Location of Lyme disease patients reporting tick bites.Source: Lyme Disease Association of Australia
Many people are convinced that it can be contracted locally, but the default position of medical authorities has long been that it cannot.
There are no formal figures on the illness, but the Lyme Disease Association estimates there are more than 10,000 diagnosed cases in Australia, and many more cases, perhaps in the order of hundreds of thousands, which remain undiagnosed.
Practitioners, including Royal Australian College of General Practitioners’ spokesman Ronald McCoy, express sympathy for people presenting with Lyme-like symptoms, but do not accept that it is Lyme disease. “I’m not saying people are lying,” Dr McCoy says. “The College is very much evidence-based medicine and we can only really go on the evidence we have at this time.”
Others are certain the disease exists in Australia. “We’re talking about the fastest spreading disease in the world,” says Queensland GP Andrew Ladhams, who has been treating Lyme patients for the past nine years.

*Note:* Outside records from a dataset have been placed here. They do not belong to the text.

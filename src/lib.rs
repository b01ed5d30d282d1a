//! # snippet-ingest
//!
//! An event-driven, durably executed pipeline that turns raw code snippets
//! into searchable, embedding-enriched documents.
//!
//! Snippet change notifications arrive on a partitioned broker. The consumer
//! validates each one and starts (or attaches to) a run keyed by the
//! snippet id. The orchestrator drives every run through summarization,
//! embedding, chunking and indexing, checkpointing each step so a restart
//! resumes where it left off.
//!
//! ## Architecture
//!
//! ```text
//! ┌──────────┐   ┌──────────┐   ┌──────────────┐   ┌─────────────┐
//! │  Broker  │──▶│ Consumer │──▶│ Orchestrator │──▶│ SearchIndex │
//! │ (SQLite) │   │ validate │   │  steps +     │   │ (OpenSearch)│
//! └──────────┘   └──────────┘   │  RunStore    │   └─────────────┘
//!      ▲                        └──────┬───────┘
//!      │ POST /topics/{t}              │ Summarizer / Embedder
//! ┌────┴─────┐                  ┌──────▼───────┐
//! │   HTTP   │                  │   Provider   │
//! └──────────┘                  │ OpenAI/local │
//!                               └──────────────┘
//! ```
//!
//! ## Modules
//!
//! | Module | Purpose |
//! |--------|---------|
//! | [`config`] | TOML + environment configuration |
//! | [`models`] | Events, chunks and index documents |
//! | [`error`] | Step, validation and orchestrator errors |
//! | [`broker`] | Partitioned topics with committed offsets |
//! | [`consumer`] | Event validation and offset-commit policy |
//! | [`orchestrator`] | Run state machine, retries and checkpoint store |
//! | [`steps`] | The transformation steps of one run |
//! | [`chunk`] | Code chunking |
//! | [`provider`] | Summarization and embedding providers |
//! | [`index`] | Search index writer |
//! | [`runtime`] | Component wiring |
//! | [`server`] | HTTP API |
//! | [`db`] | SQLite connection |
//! | [`migrate`] | Schema migrations |

pub mod broker;
pub mod chunk;
pub mod config;
pub mod consumer;
pub mod db;
pub mod error;
pub mod index;
pub mod ingest;
pub mod migrate;
pub mod models;
pub mod orchestrator;
pub mod provider;
pub mod runs;
pub mod runtime;
pub mod server;
pub mod steps;
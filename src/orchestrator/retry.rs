use std::time::Duration;

use crate::config::OrchestratorConfig;

/// Per-step retry and timeout policy.
#[derive(Debug, Clone, Copy, PartialEq, Eq)]
pub struct RetryPolicy {
    pub max_attempts: u32,
    pub initial_backoff: Duration,
    pub max_backoff: Duration,
    pub attempt_timeout: Duration,
}

impl RetryPolicy {
    pub fn from_config(config: &OrchestratorConfig) -> Self {
        Self {
            max_attempts: config.max_attempts,
            initial_backoff: Duration::from_millis(config.initial_backoff_ms),
            max_backoff: Duration::from_millis(config.max_backoff_ms),
            attempt_timeout: Duration::from_secs(config.step_timeout_secs),
        }
    }

    /// Delay before attempt `attempt + 1`, where `attempt` is the 1-based
    /// number of the attempt that just failed.
    pub fn backoff(&self, attempt: u32) -> Duration {
        let exp = attempt.saturating_sub(1).min(20);
        self.initial_backoff
            .saturating_mul(1u32 << exp)
            .min(self.max_backoff)
    }

    pub fn can_retry(&self, attempts: u32) -> bool {
        attempts < self.max_attempts
    }
}

impl Default for RetryPolicy {
    fn default() -> Self {
        Self::from_config(&OrchestratorConfig::default())
    }
}
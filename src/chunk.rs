//! Line-window code chunker.
//!
//! Splits source code into ordered pieces that respect a configurable
//! `max_tokens` limit. Pieces end on blank-line boundaries where possible,
//! then on line boundaries, and only as a last resort inside a line (always
//! on a UTF-8 character boundary).
//!
//! Every piece is a contiguous slice of the input, so concatenating the
//! pieces in order reproduces the source byte-for-byte. Nothing is trimmed.

use std::ops::Range;

/// Approximate bytes-per-token ratio. Budgets are compared against byte
/// lengths, which equal char counts for ASCII source.
const BYTES_PER_TOKEN: usize = 4;

/// How code is split into chunks.
#[derive(Debug, Clone, Copy, PartialEq, Eq)]
pub enum ChunkStrategy {
    /// Token-budgeted windows on blank-line and line boundaries.
    Lines { max_tokens: usize },
    /// The whole snippet as a single chunk.
    Whole,
}

impl ChunkStrategy {
    pub fn from_config(config: &crate::config::ChunkingConfig) -> anyhow::Result<Self> {
        match config.strategy.as_str() {
            "lines" => Ok(Self::Lines {
                max_tokens: config.max_tokens,
            }),
            "whole" => Ok(Self::Whole),
            other => anyhow::bail!("Unknown chunking strategy: {}", other),
        }
    }

    pub fn name(&self) -> &'static str {
        match self {
            Self::Lines { .. } => "lines",
            Self::Whole => "whole",
        }
    }
}

/// Split code into chunks. Always returns at least one chunk.
pub fn chunk_code(code: &str, strategy: ChunkStrategy) -> Vec<String> {
    match strategy {
        ChunkStrategy::Whole => vec![code.to_string()],
        ChunkStrategy::Lines { max_tokens } => {
            let max_bytes = max_tokens.max(1) * BYTES_PER_TOKEN;
            chunk_ranges(code, max_bytes)
                .into_iter()
                .map(|r| code[r].to_string())
                .collect()
        }
    }
}

fn chunk_ranges(code: &str, max_bytes: usize) -> Vec<Range<usize>> {
    if code.is_empty() {
        return vec![0..0];
    }

    let mut chunks = Vec::new();
    let mut current: Option<Range<usize>> = None;

    for unit in units(code, max_bytes) {
        current = match current {
            Some(cur) if unit.end - cur.start > max_bytes => {
                chunks.push(cur);
                Some(unit)
            }
            Some(cur) => Some(cur.start..unit.end),
            None => Some(unit),
        };
    }
    if let Some(cur) = current {
        chunks.push(cur);
    }

    chunks
}

/// Contiguous, ordered units no larger than `max_bytes`.
///
/// Blocks (runs of lines ending in a blank line) are kept whole when they fit;
/// otherwise they fall back to single lines, and oversized lines are cut.
fn units(code: &str, max_bytes: usize) -> Vec<Range<usize>> {
    let mut out = Vec::new();
    let mut block: Vec<Range<usize>> = Vec::new();
    let mut pos = 0;

    for line in code.split_inclusive('\n') {
        let range = pos..pos + line.len();
        pos = range.end;
        block.push(range);
        if line.trim().is_empty() {
            flush_block(code, &mut block, max_bytes, &mut out);
        }
    }
    flush_block(code, &mut block, max_bytes, &mut out);

    out
}

fn flush_block(
    code: &str,
    block: &mut Vec<Range<usize>>,
    max_bytes: usize,
    out: &mut Vec<Range<usize>>,
) {
    let (Some(first), Some(last)) = (block.first(), block.last()) else {
        return;
    };
    let whole = first.start..last.end;

    if whole.len() <= max_bytes {
        out.push(whole);
    } else {
        for line in block.iter() {
            if line.len() <= max_bytes {
                out.push(line.clone());
            } else {
                split_line(code, line.clone(), max_bytes, out);
            }
        }
    }
    block.clear();
}

fn split_line(code: &str, line: Range<usize>, max_bytes: usize, out: &mut Vec<Range<usize>>) {
    let mut start = line.start;
    while start < line.end {
        let mut end = (start + max_bytes).min(line.end);
        while end > start && !code.is_char_boundary(end) {
            end -= 1;
        }
        if end == start {
            // Budget smaller than one character: take the whole character.
            end = start + 1;
            while !code.is_char_boundary(end) {
                end += 1;
            }
        }
        out.push(start..end);
        start = end;
    }
}

#[cfg(test)]
mod tests {
    use super::*;

    fn assert_covers(code: &str, chunks: &[String]) {
        assert!(!chunks.is_empty());
        assert_eq!(chunks.concat(), code, "chunks must reproduce the input");
    }

    #[test]
    fn test_small_code_single_chunk() {
        let code = "function add(a,b){return a+b}";
        let chunks = chunk_code(code, ChunkStrategy::Lines { max_tokens: 512 });
        assert_eq!(chunks, vec![code.to_string()]);
    }

    #[test]
    fn test_empty_code() {
        let chunks = chunk_code("", ChunkStrategy::Lines { max_tokens: 512 });
        assert_eq!(chunks, vec![String::new()]);
    }

    #[test]
    fn test_whole_strategy() {
        let code = "a\n\nb\n\nc\n".repeat(500);
        let chunks = chunk_code(&code, ChunkStrategy::Whole);
        assert_eq!(chunks.len(), 1);
        assert_covers(&code, &chunks);
    }

    #[test]
    fn test_coverage_law_over_varied_inputs() {
        let long_line = "x".repeat(1000);
        let unicode = "fn größe() -> &'static str { \"日本語のコメント\" }\n".repeat(40);
        let crlf = "line one\r\nline two\r\n\r\nline three\r\n".repeat(30);
        let no_trailing_newline = "def f():\n    return 1\n\n\ndef g():\n    return 2";
        let blank_runs = "\n\n\n\nfn a() {}\n\n\n\n";
        let emoji_line = "🦀".repeat(300);
        let samples: Vec<&str> = vec![
            "function add(a,b){return a+b}",
            &long_line,
            &unicode,
            &crlf,
            no_trailing_newline,
            blank_runs,
            &emoji_line,
            "\n",
            "   ",
        ];

        for max_tokens in [1, 2, 5, 16, 64, 512] {
            for code in &samples {
                let chunks = chunk_code(code, ChunkStrategy::Lines { max_tokens });
                assert_covers(code, &chunks);
            }
        }
    }

    #[test]
    fn test_chunks_respect_budget() {
        // max_tokens=5 => max_bytes=20
        let code = "let a = 1;\nlet b = 2;\n\nlet c = 3;\nlet d = 4;\n\nlet e = 5;\n";
        let chunks = chunk_code(code, ChunkStrategy::Lines { max_tokens: 5 });
        assert!(chunks.len() > 1);
        for c in &chunks {
            assert!(c.len() <= 20, "chunk too large: {:?}", c);
        }
        assert_covers(code, &chunks);
    }

    #[test]
    fn test_prefers_blank_line_boundaries() {
        let block = "fn one() {\n    1\n}\n\n";
        let code = block.repeat(4);
        // Each block is 20 bytes; a 40-byte budget fits exactly two blocks.
        let chunks = chunk_code(&code, ChunkStrategy::Lines { max_tokens: 10 });
        assert_eq!(chunks.len(), 2);
        assert!(chunks.iter().all(|c| c.starts_with("fn one()")));
    }

    #[test]
    fn test_long_line_split_on_char_boundary() {
        let code = "é".repeat(100); // 200 bytes
        let chunks = chunk_code(&code, ChunkStrategy::Lines { max_tokens: 5 });
        assert!(chunks.len() >= 10);
        for c in &chunks {
            assert!(c.len() <= 20);
        }
        assert_covers(&code, &chunks);
    }

    #[test]
    fn test_budget_counts_bytes() {
        // 20 chars but 40 bytes: a 20-byte budget takes ten chars per chunk.
        let code = "é".repeat(20);
        let chunks = chunk_code(&code, ChunkStrategy::Lines { max_tokens: 5 });
        assert_eq!(chunks.len(), 2);
        assert!(chunks.iter().all(|c| c.len() == 20 && c.chars().count() == 10));
        assert_covers(&code, &chunks);
    }

    #[test]
    fn test_deterministic() {
        let code = "alpha\n\nbeta\n\ngamma\n\ndelta\n";
        let c1 = chunk_code(code, ChunkStrategy::Lines { max_tokens: 2 });
        let c2 = chunk_code(code, ChunkStrategy::Lines { max_tokens: 2 });
        assert_eq!(c1, c2);
    }
}
//! OpenAI-compatible provider.
//!
//! Calls `POST {base_url}/chat/completions` for summaries and
//! `POST {base_url}/embeddings` (with `dimensions`) for vectors.

use std::time::Duration;

use anyhow::Result;
use async_trait::async_trait;
use serde::Deserialize;
use serde_json::json;

use crate::config::ProviderConfig;
use crate::error::StepError;

use super::{check_vectors, Embedder, Summarizer};

const SERVICE: &str = "openai";

const CODE_SYSTEM_PROMPT: &str = "You are a code summarization assistant. Analyze the provided \
code and create a concise, informative summary that describes what the code does, its main \
purpose, key components, and functionality. Focus on the high-level behavior and intent rather \
than implementation details. Keep the summary clear and professional.";

const CHUNK_SYSTEM_PROMPT: &str = "You are a code summarization assistant. Analyze the provided \
code snippet and create a brief, informative summary. Focus on what this specific portion of \
code does and its purpose. Keep it concise but meaningful.";

pub struct OpenAiProvider {
    client: reqwest::Client,
    api_key: String,
    base_url: String,
    model: String,
    embedding_model: String,
    dims: usize,
}

impl OpenAiProvider {
    /// Create a new provider from configuration.
    ///
    /// # Errors
    ///
    /// Returns an error if no API key is configured or the HTTP client
    /// cannot be built.
    pub fn new(config: &ProviderConfig) -> Result<Self> {
        let api_key = config
            .api_key
            .clone()
            .ok_or_else(|| anyhow::anyhow!("OPENAI_API_KEY required for openai provider"))?;

        let client = reqwest::Client::builder()
            .timeout(Duration::from_secs(config.timeout_secs))
            .build()?;

        Ok(Self {
            client,
            api_key,
            base_url: config.base_url.trim_end_matches('/').to_string(),
            model: config.model.clone(),
            embedding_model: config.embedding_model.clone(),
            dims: config.embedding_dims,
        })
    }

    async fn post(&self, path: &str, body: serde_json::Value) -> Result<serde_json::Value, StepError> {
        let response = self
            .client
            .post(format!("{}{}", self.base_url, path))
            .bearer_auth(&self.api_key)
            .json(&body)
            .send()
            .await
            .map_err(|e| StepError::from_transport(SERVICE, e))?;

        let status = response.status();
        if !status.is_success() {
            let text = response.text().await.unwrap_or_default();
            return Err(StepError::from_status(SERVICE, status, &text));
        }

        response
            .json()
            .await
            .map_err(|e| StepError::transient(format!("invalid {} response body: {}", SERVICE, e)))
    }

    async fn complete(&self, system: &str, user: String) -> Result<String, StepError> {
        let body = json!({
            "model": self.model,
            "messages": [
                { "role": "system", "content": system },
                { "role": "user", "content": user },
            ],
        });
        let response = self.post("/chat/completions", body).await?;
        parse_completion(&response)
    }
}

#[async_trait]
impl Summarizer for OpenAiProvider {
    async fn summarize_code(&self, code: &str) -> Result<String, StepError> {
        self.complete(
            CODE_SYSTEM_PROMPT,
            format!("Please summarize this code:\n\n{}", code),
        )
        .await
    }

    async fn summarize_chunk(&self, chunk: &str, index: usize) -> Result<String, StepError> {
        self.complete(
            CHUNK_SYSTEM_PROMPT,
            format!(
                "Please summarize this code chunk (part {}):\n\n{}",
                index + 1,
                chunk
            ),
        )
        .await
    }
}

#[async_trait]
impl Embedder for OpenAiProvider {
    fn model_name(&self) -> &str {
        &self.embedding_model
    }

    fn dims(&self) -> usize {
        self.dims
    }

    async fn embed_many(&self, texts: &[String]) -> Result<Vec<Vec<f32>>, StepError> {
        if texts.is_empty() {
            return Ok(Vec::new());
        }
        let body = json!({
            "model": self.embedding_model,
            "input": texts,
            "dimensions": self.dims,
        });
        let response = self.post("/embeddings", body).await?;
        let vectors = parse_embeddings(&response)?;
        check_vectors(&vectors, texts.len(), self.dims)?;
        Ok(vectors)
    }
}

#[derive(Deserialize)]
struct CompletionResponse {
    choices: Vec<CompletionChoice>,
}

#[derive(Deserialize)]
struct CompletionChoice {
    message: CompletionMessage,
}

#[derive(Deserialize)]
struct CompletionMessage {
    #[serde(default)]
    content: Option<String>,
}

/// Extract the first choice's text. An empty answer is treated as transient:
/// the same prompt may well produce text on the next attempt.
fn parse_completion(json: &serde_json::Value) -> Result<String, StepError> {
    let parsed: CompletionResponse = serde_json::from_value(json.clone())
        .map_err(|e| StepError::transient(format!("Invalid completion response: {}", e)))?;

    let text = parsed
        .choices
        .into_iter()
        .next()
        .and_then(|c| c.message.content)
        .map(|s| s.trim().to_string())
        .unwrap_or_default();

    if text.is_empty() {
        return Err(StepError::transient("completion returned no text"));
    }
    Ok(text)
}

#[derive(Deserialize)]
struct EmbeddingResponse {
    data: Vec<EmbeddingRow>,
}

#[derive(Deserialize)]
struct EmbeddingRow {
    index: usize,
    embedding: Vec<f32>,
}

/// Parse the embeddings response, ordering rows by their `index` field so the
/// output lines up with the request inputs.
fn parse_embeddings(json: &serde_json::Value) -> Result<Vec<Vec<f32>>, StepError> {
    let mut parsed: EmbeddingResponse = serde_json::from_value(json.clone())
        .map_err(|e| StepError::transient(format!("Invalid embedding response: {}", e)))?;

    parsed.data.sort_by_key(|row| row.index);
    Ok(parsed.data.into_iter().map(|row| row.embedding).collect())
}

#[cfg(test)]
mod tests {
    use super::*;

    #[test]
    fn test_parse_completion() {
        let json = json!({
            "choices": [{ "message": { "role": "assistant", "content": "  Adds two numbers.\n" } }]
        });
        assert_eq!(parse_completion(&json).unwrap(), "Adds two numbers.");
    }

    #[test]
    fn test_parse_completion_empty_is_transient() {
        let json = json!({ "choices": [{ "message": { "content": "" } }] });
        assert!(parse_completion(&json).unwrap_err().is_retriable());
        let json = json!({ "choices": [] });
        assert!(parse_completion(&json).unwrap_err().is_retriable());
    }

    #[test]
    fn test_parse_embeddings_sorted_by_index() {
        let json = json!({
            "data": [
                { "index": 1, "embedding": [0.0, 1.0] },
                { "index": 0, "embedding": [1.0, 0.0] },
            ]
        });
        let vectors = parse_embeddings(&json).unwrap();
        assert_eq!(vectors, vec![vec![1.0, 0.0], vec![0.0, 1.0]]);
    }

    #[test]
    fn test_new_requires_key() {
        let config = ProviderConfig::default();
        assert!(OpenAiProvider::new(&config).is_err());
    }
}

To help resolve this conflict, the Department of Health and Aging has established a clinical advisory committee on Lyme disease to provide advice on identifying the micro-organism, diagnosing Australian cases and deciding on treatment options. The committee, which has met twice, has commissioned a research study to begin next year.
Professor Baggoley told clinicians in his letter that working towards “the identification and characterisation of an indigenous causative organism” would help improve the means for diagnosing Lyme disease in Australians.
“While the investigation into an indigenous causative organism for Lyme disease continues, there is a need to raise awareness of Lyme disease as a possible diagnosis in returned travellers who may have acquired the infection whilst visiting overseas endemic areas,” he wrote.
The advisory committee includes experts from public health and professional medical bodies, as well as representatives of the Australian Society for Infectious Diseases, the Lyme Disease Association of Australia and the Karl McManus Foundation, which works to raise awareness of tick-borne disease in Australia.